At the beginning of every school year, students, faculty and staff must shift from summer activities and attitudes back to the school environment. For some of us, it’s a familiar routine; for others, the high school is a brand-new experience.
Public high schools are interesting places. The years students spend here represent the last time many of them will be immersed in such a large and diverse population on a daily basis. Because of this, it is a golden opportunity for them to learn how to get along with others while defining who they are as individuals. Self-expression, testing boundaries, and adjusting to complex social norms are all part of the education, side-by-side with academic studies.
Many Ukiah High School students reflect the libertarian leanings of our county, where rules are sometimes interpreted as recommendations rather than non-negotiable limitations. As someone who has lived and worked in Mendocino County for nearly 30 years, I embrace this spirit when I can, choosing to enforce hard limitations when I must to keep kids physically and emotionally safe.
Recently, we had some controversy about one of the rules that often evokes high emotion: dress code. Just as our culture has evolved over time, so has our dress code. Issues around self-expression and body image are often reflected in clothing choices. As teens struggle to find themselves and their social group, they experiment with clothing choices. It’s a natural part of growing up.
At the beginning of every year, I remind our students that we have a dress code. I tell them they may choose what they wear off campus—at the beach, camping or going to a backyard bar-b-que at grandma’s house —but at school, we have work to do. We need to respect the learning environment. A copy of the dress code is on our website at ukiahhigh.uusd.net.

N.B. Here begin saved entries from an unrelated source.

//! Test server lifecycle management
//!
//! Each test gets an isolated server with its own freshly loaded dataset.

use super::constants::*;
use super::fixtures::create_test_dataset;
use moodtunes_server::catalog::{load_catalog, LoadProblem};
use moodtunes_server::recommend::{CascadeMode, RecommendationEngine};
use moodtunes_server::server::{make_app, RequestsLoggingLevel, ServerConfig};
use std::sync::Arc;
use std::time::Duration;
use tempfile::TempDir;
use tokio::net::TcpListener;

/// Test server instance with an isolated dataset
///
/// When dropped, the server gracefully shuts down and temp resources are cleaned up.
pub struct TestServer {
    /// Base URL for making requests (e.g., "http://127.0.0.1:12345")
    pub base_url: String,

    /// The port the server is listening on
    pub port: u16,

    /// Problems reported while loading the fixture dataset
    pub load_problems: Vec<LoadProblem>,

    // Private fields - keep resources alive until drop
    _temp_dataset_dir: TempDir,
    _shutdown_tx: Option<tokio::sync::oneshot::Sender<()>>,
}

impl TestServer {
    /// Spawns a new test server on a random port with the strict cascade
    pub async fn spawn() -> Self {
        Self::spawn_with(CascadeMode::Strict).await
    }

    /// Spawns a new test server on a random port
    ///
    /// # Panics
    ///
    /// Panics if the dataset cannot be created or loaded, or if the server
    /// doesn't become ready within timeout.
    pub async fn spawn_with(cascade: CascadeMode) -> Self {
        let (temp_dataset_dir, dataset_path) =
            create_test_dataset().expect("Failed to create test dataset");
        let result = load_catalog(&dataset_path).expect("Failed to load test dataset");

        let engine = Arc::new(RecommendationEngine::new(Arc::new(result.catalog), cascade));

        // Bind to random port
        let listener = TcpListener::bind("127.0.0.1:0")
            .await
            .expect("Failed to bind to random port");

        let port = listener
            .local_addr()
            .expect("Failed to get local address")
            .port();

        let base_url = format!("http://127.0.0.1:{}", port);

        let (shutdown_tx, shutdown_rx) = tokio::sync::oneshot::channel::<()>();

        let mut config = ServerConfig {
            port,
            requests_logging_level: RequestsLoggingLevel::None,
            content_cache_age_sec: 0, // Disable caching in tests
            ..Default::default()
        };
        config.recommendation.cascade = cascade;

        let app = make_app(config, engine).expect("Failed to build app");

        // Spawn server in background task with graceful shutdown
        tokio::spawn(async move {
            axum::serve(listener, app)
                .with_graceful_shutdown(async {
                    shutdown_rx.await.ok();
                })
                .await
                .expect("Server failed");
        });

        let server = Self {
            base_url,
            port,
            load_problems: result.problems,
            _temp_dataset_dir: temp_dataset_dir,
            _shutdown_tx: Some(shutdown_tx),
        };

        server.wait_for_ready().await;

        server
    }

    /// Waits for the server to become ready by polling the health endpoint
    async fn wait_for_ready(&self) {
        let client = reqwest::Client::builder()
            .timeout(Duration::from_millis(100))
            .build()
            .expect("Failed to build reqwest client");

        let start = std::time::Instant::now();
        let timeout = Duration::from_millis(SERVER_READY_TIMEOUT_MS);

        loop {
            if start.elapsed() > timeout {
                panic!(
                    "Server did not become ready within {}ms",
                    SERVER_READY_TIMEOUT_MS
                );
            }

            match client
                .get(format!("{}/api/health", self.base_url))
                .send()
                .await
            {
                Ok(response) if response.status().is_success() => return,
                _ => {
                    tokio::time::sleep(Duration::from_millis(SERVER_READY_POLL_INTERVAL_MS)).await;
                }
            }
        }
    }
}

impl Drop for TestServer {
    fn drop(&mut self) {
        if let Some(tx) = self._shutdown_tx.take() {
            let _ = tx.send(());
        }
    }
}
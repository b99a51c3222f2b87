mod api;
pub mod config;
mod http_layers;
pub mod metrics;
pub mod server;
pub mod state;

pub use api::SongView;
pub use config::ServerConfig;
pub use http_layers::*;
pub use server::{make_app, run_server};
pub use state::{GuardedEngine, ServerState};
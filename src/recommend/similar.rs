const SIMILAR_MOODS: &[(&str, &[&str])] = &[
    ("happy", &["energetic", "joyful", "upbeat", "celebratory"]),
    ("energetic", &["happy", "party", "powerful", "driving"]),
    ("romantic", &["intimate", "passionate", "loving", "dreamy"]),
    ("sad", &["melancholy", "emotional", "heartbroken", "reflective"]),
    ("angry", &["intense", "aggressive", "rebellious", "furious"]),
    ("relaxed", &["calm", "peaceful", "chill", "mellow"]),
];

/// Moods to try, in order, when nothing matches `mood` exactly.
/// `mood` must be normalized.
pub fn similar_moods(mood: &str) -> &'static [&'static str] {
    SIMILAR_MOODS
        .iter()
        .find(|(key, _)| *key == mood)
        .map(|(_, similar)| *similar)
        .unwrap_or(&[])
}
mod http_cache;
mod requests_logging;

pub use http_cache::http_cache;
pub use requests_logging::{log_requests, RequestsLoggingLevel};
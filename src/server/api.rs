//! JSON API routes consumed by the frontend.

use crate::catalog::{AudioFeatures, CatalogStats, Language, Mood, Song};
use crate::recommend::{flavor_text, MoodQuery, QueryError, ANY_LANGUAGE};

use axum::{
    extract::{
        rejection::{JsonRejection, QueryRejection},
        Query, State,
    },
    http::StatusCode,
    middleware,
    response::{IntoResponse, Response},
    routing::{get, post},
    Json, Router,
};
use serde::{Deserialize, Serialize};
use tracing::{debug, info};

use super::http_cache;
use super::metrics::record_recommendation;
use super::state::{GuardedEngine, ServerState};
use super::ServerConfig;

const DEFAULT_SEARCH_LIMIT: usize = 20;
const MAX_SEARCH_LIMIT: usize = 100;

/// A song as exposed by the API, with its derived deep link.
#[derive(Serialize, Debug)]
#[serde(rename_all = "camelCase")]
pub struct SongView<'a> {
    pub title: &'a str,
    pub artist: &'a str,
    pub mood: Mood,
    pub language: Language,
    pub genre: &'a str,
    pub tags: &'a [String],
    pub spotify_id: &'a str,
    pub youtube_url: String,
    pub features: AudioFeatures,
}

impl<'a> From<&'a Song> for SongView<'a> {
    fn from(song: &'a Song) -> Self {
        SongView {
            title: &song.title,
            artist: &song.artist,
            mood: song.mood,
            language: song.language,
            genre: &song.genre,
            tags: &song.tags,
            spotify_id: &song.external_id,
            youtube_url: song.youtube_url(),
            features: song.features,
        }
    }
}

#[derive(Serialize)]
struct ErrorBody<'a> {
    error: &'a str,
}

pub fn error_response(status: StatusCode, message: &str) -> Response {
    (status, Json(ErrorBody { error: message })).into_response()
}

#[derive(Deserialize, Debug, Default)]
pub struct MoodRequest {
    #[serde(default)]
    pub mood: Option<String>,
    #[serde(default)]
    pub language: Option<String>,
    #[serde(default)]
    pub count: Option<usize>,
}

#[derive(Serialize)]
#[serde(rename_all = "camelCase")]
struct MoodResponse<'a> {
    status: &'static str,
    ai_text: &'static str,
    mood: &'a str,
    language: &'a str,
    total_found: usize,
    total_in_database: usize,
    match_tier: &'static str,
    recommendations: Vec<SongView<'a>>,
}

/// Runs a recommendation, kept synchronous so the thread rng never lives
/// across an await point.
fn recommend_response(
    engine: &GuardedEngine,
    config: &ServerConfig,
    request: &MoodRequest,
) -> Response {
    let raw_mood = request.mood.as_deref().unwrap_or_default().trim();
    let raw_language = request
        .language
        .as_deref()
        .map(str::trim)
        .filter(|l| !l.is_empty());

    let query = match MoodQuery::parse(raw_mood, raw_language) {
        Ok(query) => query,
        Err(err @ QueryError::EmptyMood) => {
            return error_response(StatusCode::BAD_REQUEST, &err.to_string())
        }
    };
    let count = config.recommendation.clamp_count(request.count);
    info!(
        "Received request: mood=\"{}\", language={:?}, count={}",
        raw_mood, raw_language, count
    );

    let mut rng = rand::rng();
    let recommendation = engine.recommend_with_rng(&query, count, &mut rng);
    record_recommendation(recommendation.tier);

    let response = MoodResponse {
        status: "ok",
        ai_text: flavor_text(&query.mood, &mut rng),
        mood: raw_mood,
        language: raw_language.unwrap_or(ANY_LANGUAGE),
        total_found: recommendation.songs.len(),
        total_in_database: engine.catalog().len(),
        match_tier: recommendation.tier.as_str(),
        recommendations: recommendation
            .songs
            .iter()
            .map(|song| SongView::from(*song))
            .collect(),
    };
    Json(response).into_response()
}

async fn post_mood(
    State(state): State<ServerState>,
    body: Result<Json<MoodRequest>, JsonRejection>,
) -> Response {
    match body {
        Ok(Json(request)) => recommend_response(&state.engine, &state.config, &request),
        Err(rejection) => {
            debug!("Rejected mood request: {}", rejection.body_text());
            error_response(StatusCode::BAD_REQUEST, &rejection.body_text())
        }
    }
}

#[derive(Serialize)]
#[serde(rename_all = "camelCase")]
struct MoodsResponse {
    status: &'static str,
    moods: Vec<&'static str>,
    languages: Vec<&'static str>,
    total_songs: usize,
}

async fn get_moods(State(engine): State<GuardedEngine>) -> impl IntoResponse {
    let catalog = engine.catalog();
    let moods: Vec<&'static str> = catalog.distinct_moods().iter().map(Mood::as_str).collect();
    let languages: Vec<&'static str> = catalog
        .distinct_languages()
        .iter()
        .map(Language::as_str)
        .collect();
    debug!(
        "Sending {} moods and {} languages",
        moods.len(),
        languages.len()
    );

    Json(MoodsResponse {
        status: "ok",
        moods,
        languages,
        total_songs: catalog.len(),
    })
}

#[derive(Serialize)]
struct StatsResponse {
    status: &'static str,
    #[serde(flatten)]
    stats: CatalogStats,
}

async fn get_stats(State(engine): State<GuardedEngine>) -> impl IntoResponse {
    Json(StatsResponse {
        status: "ok",
        stats: engine.catalog().stats(),
    })
}

#[derive(Deserialize, Debug)]
struct SearchParams {
    q: Option<String>,
    limit: Option<usize>,
}

#[derive(Serialize)]
struct SearchResponse<'a> {
    status: &'static str,
    query: &'a str,
    results: Vec<SongView<'a>>,
}

async fn get_search(
    State(engine): State<GuardedEngine>,
    params: Result<Query<SearchParams>, QueryRejection>,
) -> Response {
    let params = match params {
        Ok(Query(params)) => params,
        Err(rejection) => return error_response(StatusCode::BAD_REQUEST, &rejection.body_text()),
    };
    let query = match params.q.as_deref().map(str::trim) {
        Some(q) if !q.is_empty() => q,
        _ => return error_response(StatusCode::BAD_REQUEST, "Query parameter required"),
    };
    let limit = params
        .limit
        .unwrap_or(DEFAULT_SEARCH_LIMIT)
        .clamp(1, MAX_SEARCH_LIMIT);

    let results = engine
        .catalog()
        .search(query, limit)
        .into_iter()
        .map(SongView::from)
        .collect();
    Json(SearchResponse {
        status: "ok",
        query,
        results,
    })
    .into_response()
}

#[derive(Serialize)]
#[serde(rename_all = "camelCase")]
struct HealthResponse {
    status: &'static str,
    csv_loaded: bool,
    total_songs: usize,
    message: &'static str,
}

async fn get_health(State(engine): State<GuardedEngine>) -> impl IntoResponse {
    Json(HealthResponse {
        status: "ok",
        // The catalog is always loaded before the server starts listening.
        csv_loaded: true,
        total_songs: engine.catalog().len(),
        message: "Server is running successfully",
    })
}

pub async fn not_found() -> Response {
    error_response(StatusCode::NOT_FOUND, "Endpoint not found")
}

pub fn make_api_routes(state: ServerState) -> Router {
    let catalog_routes: Router = Router::new()
        .route("/moods", get(get_moods))
        .route("/stats", get(get_stats))
        .layer(middleware::from_fn_with_state(state.config.content_cache_age_sec, http_cache))
        .with_state(state.clone());

    Router::new()
        .route("/mood", post(post_mood))
        .route("/search", get(get_search))
        .route("/health", get(get_health))
        .with_state(state)
        .merge(catalog_routes)
}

While some dress code issues are simple and clear, many are not. The boys and girls on the UHS water polo team wear swimsuits when they compete, and our football players wear padding and helmets, but these athletes do not show up for class in their uniforms. It would be totally inappropriate in most everyone’s eyes. However, if we lined up all the students from most conservative dress to least conservative and asked where the line should be for “school-appropriate dress,” we’d hear a wide range of opinions. These opinions, based on personal values, are often deeply held and we need to be respectful of that. Adding to the complexity is the fact that students in high school are at an age when they are highly distractible; it is up to each individual to learn to manage his or her own distractions. These differences of opinion create controversy.
Communicating with students that may be in violation of the dress code can also create controversy. This is because people view clothing as a form of self-expression. The communication to students needs to be caring and civil. When we fall short of this goal it creates controversy. Sometimes students don’t want to hear what is being said. This too creates controversy. Often the controversy revolves around freedom of expression and the perception of unequal enforcement of the rules. Importantly, these are large themes in the United States Constitution. While we try to avoid controversy through clarity and diplomacy, navigating the dress code in a public school provides one more opportunity for young people to become more skilled as citizens living in a large and diverse nation.

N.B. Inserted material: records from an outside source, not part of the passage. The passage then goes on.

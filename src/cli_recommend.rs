use anyhow::{Context, Result};
use clap::Parser;
use std::io::{self, BufRead, Write};
use std::path::PathBuf;
use std::sync::Arc;

use moodtunes_server::catalog::load_catalog;
use moodtunes_server::config::DEFAULT_COUNT;
use moodtunes_server::recommend::{
    flavor_text, CascadeMode, MoodQuery, Recommendation, RecommendationEngine,
};

fn parse_dataset_path(s: &str) -> Result<PathBuf> {
    let original_path = PathBuf::from(s)
        .canonicalize()
        .with_context(|| format!("Dataset not found: {}", s))?;
    if original_path.is_absolute() {
        return Ok(original_path);
    }
    let cwd = std::env::current_dir()?;
    Ok(cwd.join(original_path))
}

#[derive(Parser, Debug)]
struct CliArgs {
    /// Path to the CSV music dataset.
    #[clap(value_parser = parse_dataset_path)]
    pub dataset: PathBuf,

    /// Songs to print for each query.
    #[clap(short, long, default_value_t = DEFAULT_COUNT)]
    pub count: usize,

    #[clap(long, value_enum, default_value_t = CascadeMode::Strict)]
    pub cascade: CascadeMode,
}

/// Splits a `mood[, language]` line.
fn parse_line(line: &str) -> (&str, Option<&str>) {
    match line.split_once(',') {
        Some((mood, language)) => (mood.trim(), Some(language.trim())),
        None => (line.trim(), None),
    }
}

fn print_recommendation(recommendation: &Recommendation) {
    if recommendation.songs.is_empty() {
        println!("No songs found ({}).", recommendation.tier);
        return;
    }
    println!(
        "{} of {} candidates ({}):",
        recommendation.songs.len(),
        recommendation.candidates,
        recommendation.tier
    );
    for song in recommendation.songs.iter() {
        println!(
            "  {} - {} [{}, {}]\n    {}",
            song.title,
            song.artist,
            song.mood,
            song.language,
            song.youtube_url()
        );
    }
}

fn main() -> Result<()> {
    let cli_args = CliArgs::parse();
    println!(
        "Cli Recommend loading dataset at {}...",
        cli_args.dataset.display()
    );

    let result = load_catalog(&cli_args.dataset)?;
    println!(
        "Done! {} songs, {} problems.",
        result.catalog.len(),
        result.problems.len()
    );
    let engine = RecommendationEngine::new(Arc::new(result.catalog), cli_args.cascade);

    let stdin = io::stdin();
    let mut lines = stdin.lock().lines();
    loop {
        print!("Mood[, language]: ");
        io::stdout().flush()?;

        let Some(line) = lines.next() else {
            return Ok(());
        };
        let line = line.context("Failed to read line")?;
        let (mood, language) = parse_line(&line);

        let query = match MoodQuery::parse(mood, language) {
            Ok(query) => query,
            Err(err) => {
                println!("{}", err);
                continue;
            }
        };
        let mut rng = rand::rng();
        println!("{}", flavor_text(&query.mood, &mut rng));
        let recommendation = engine.recommend_with_rng(&query, cli_args.count, &mut rng);
        print_recommendation(&recommendation);
        println!();
    }
}
//! Shared constants for end-to-end tests
//!
//! When the fixture dataset changes, update only this file and `fixtures.rs`.

// ============================================================================
// Server
// ============================================================================

/// How long to wait for a spawned server to answer its health check
pub const SERVER_READY_TIMEOUT_MS: u64 = 5_000;

/// Delay between health check attempts
pub const SERVER_READY_POLL_INTERVAL_MS: u64 = 20;

/// Timeout applied to every request made by the test client
pub const REQUEST_TIMEOUT_SECS: u64 = 10;

// ============================================================================
// Fixture Dataset
// ============================================================================

/// Songs that survive loading (rows without a title are dropped)
pub const TOTAL_SONGS: usize = 7;

/// English, happy
pub const HAPPY_TITLE: &str = "Happy";

/// Korean, happy, the only Korean song
pub const KOREAN_TITLE: &str = "Dynamite";

/// Hindi, sad, the only Hindi song
pub const HINDI_TITLE: &str = "Tum Hi Ho";
pub const HINDI_ARTIST: &str = "Arijit Singh";

/// English, relaxed, the only relaxed song
pub const RELAXED_TITLE: &str = "Weightless";
pub const RELAXED_SPOTIFY_ID: &str = "sp-weightless";

/// Number of sad songs, across all languages
pub const SAD_SONGS: usize = 3;
use crate::catalog::{Catalog, LoadProblem};
use crate::recommend::MatchTier;
use axum::{http::StatusCode, response::IntoResponse};
use lazy_static::lazy_static;
use prometheus::{
    CounterVec, Encoder, GaugeVec, HistogramOpts, HistogramVec, Opts, Registry, TextEncoder,
};
use std::collections::BTreeMap;
use std::time::Duration;

/// Metric name prefix for all MoodTunes metrics
const PREFIX: &str = "moodtunes";

lazy_static! {
    // Global Prometheus registry
    pub static ref REGISTRY: Registry = Registry::new();

    // HTTP Request Metrics
    pub static ref HTTP_REQUESTS_TOTAL: CounterVec = CounterVec::new(
        Opts::new(format!("{PREFIX}_http_requests_total"), "Total number of HTTP requests"),
        &["method", "path", "status"]
    ).expect("Failed to create http_requests_total metric");

    pub static ref HTTP_REQUEST_DURATION_SECONDS: HistogramVec = HistogramVec::new(
        HistogramOpts::new(
            format!("{PREFIX}_http_request_duration_seconds"),
            "HTTP request duration in seconds"
        )
        .buckets(vec![0.001, 0.01, 0.05, 0.1, 0.5, 1.0, 2.0, 5.0]),
        &["method", "path"]
    ).expect("Failed to create http_request_duration_seconds metric");

    // Catalog Metrics
    pub static ref CATALOG_SONGS_TOTAL: GaugeVec = GaugeVec::new(
        Opts::new(format!("{PREFIX}_catalog_songs_total"), "Songs in the catalog by language"),
        &["language"]
    ).expect("Failed to create catalog_songs_total metric");

    pub static ref LOAD_PROBLEMS_TOTAL: CounterVec = CounterVec::new(
        Opts::new(format!("{PREFIX}_load_problems_total"), "Dataset rows with problems, by kind"),
        &["kind"]
    ).expect("Failed to create load_problems_total metric");

    // Recommendation Metrics
    pub static ref RECOMMENDATIONS_TOTAL: CounterVec = CounterVec::new(
        Opts::new(format!("{PREFIX}_recommendations_total"), "Recommendations by match tier"),
        &["tier"]
    ).expect("Failed to create recommendations_total metric");
}

/// Initialize all metrics and register them with the Prometheus registry
pub fn init_metrics() {
    // Register all metrics - ignore errors if already registered (for tests)
    let _ = REGISTRY.register(Box::new(HTTP_REQUESTS_TOTAL.clone()));
    let _ = REGISTRY.register(Box::new(HTTP_REQUEST_DURATION_SECONDS.clone()));
    let _ = REGISTRY.register(Box::new(CATALOG_SONGS_TOTAL.clone()));
    let _ = REGISTRY.register(Box::new(LOAD_PROBLEMS_TOTAL.clone()));
    let _ = REGISTRY.register(Box::new(RECOMMENDATIONS_TOTAL.clone()));

    tracing::info!("Metrics system initialized successfully");
}

pub fn init_catalog_metrics(catalog: &Catalog) {
    let stats = catalog.stats();
    for (language, count) in stats.languages.iter() {
        CATALOG_SONGS_TOTAL
            .with_label_values(&[language.as_str()])
            .set(*count as f64);
    }

    tracing::info!(
        "Catalog metrics initialized: {} songs in {} languages",
        stats.total_songs,
        stats.languages.len()
    );
}

pub fn record_load_problems(problems: &[LoadProblem]) {
    let mut by_kind: BTreeMap<&str, u64> = BTreeMap::new();
    for problem in problems {
        *by_kind.entry(problem.kind()).or_insert(0) += 1;
    }
    for (kind, count) in by_kind {
        LOAD_PROBLEMS_TOTAL
            .with_label_values(&[kind])
            .inc_by(count as f64);
    }
}

/// Record an HTTP request
pub fn record_http_request(method: &str, path: &str, status: u16, duration: Duration) {
    HTTP_REQUESTS_TOTAL
        .with_label_values(&[method, path, &status.to_string()])
        .inc();

    HTTP_REQUEST_DURATION_SECONDS
        .with_label_values(&[method, path])
        .observe(duration.as_secs_f64());
}

pub fn record_recommendation(tier: MatchTier) {
    RECOMMENDATIONS_TOTAL
        .with_label_values(&[tier.as_str()])
        .inc();
}

/// Handler for the /metrics endpoint
pub async fn metrics_handler() -> impl IntoResponse {
    let encoder = TextEncoder::new();
    let metric_families = REGISTRY.gather();

    let mut buffer = vec![];
    match encoder.encode(&metric_families, &mut buffer) {
        Ok(()) => {
            let response = String::from_utf8(buffer).unwrap_or_else(|_| String::from(""));
            (StatusCode::OK, response)
        }
        Err(e) => {
            tracing::error!("Failed to encode metrics: {}", e);
            (
                StatusCode::INTERNAL_SERVER_ERROR,
                format!("Failed to encode metrics: {}", e),
            )
        }
    }
}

If you are a parent concerned about this issue, please contact me or one of the assistant principals. Be aware that teens haven’t changed since we were kids: what they leave the house in may not be what they show up to school in. Please communicate with us directly. Working together will help us continually improve the dress code and our approach in working with students. It will also provide our children the opportunity to see that cooperation and mutual support are essential in a complex world.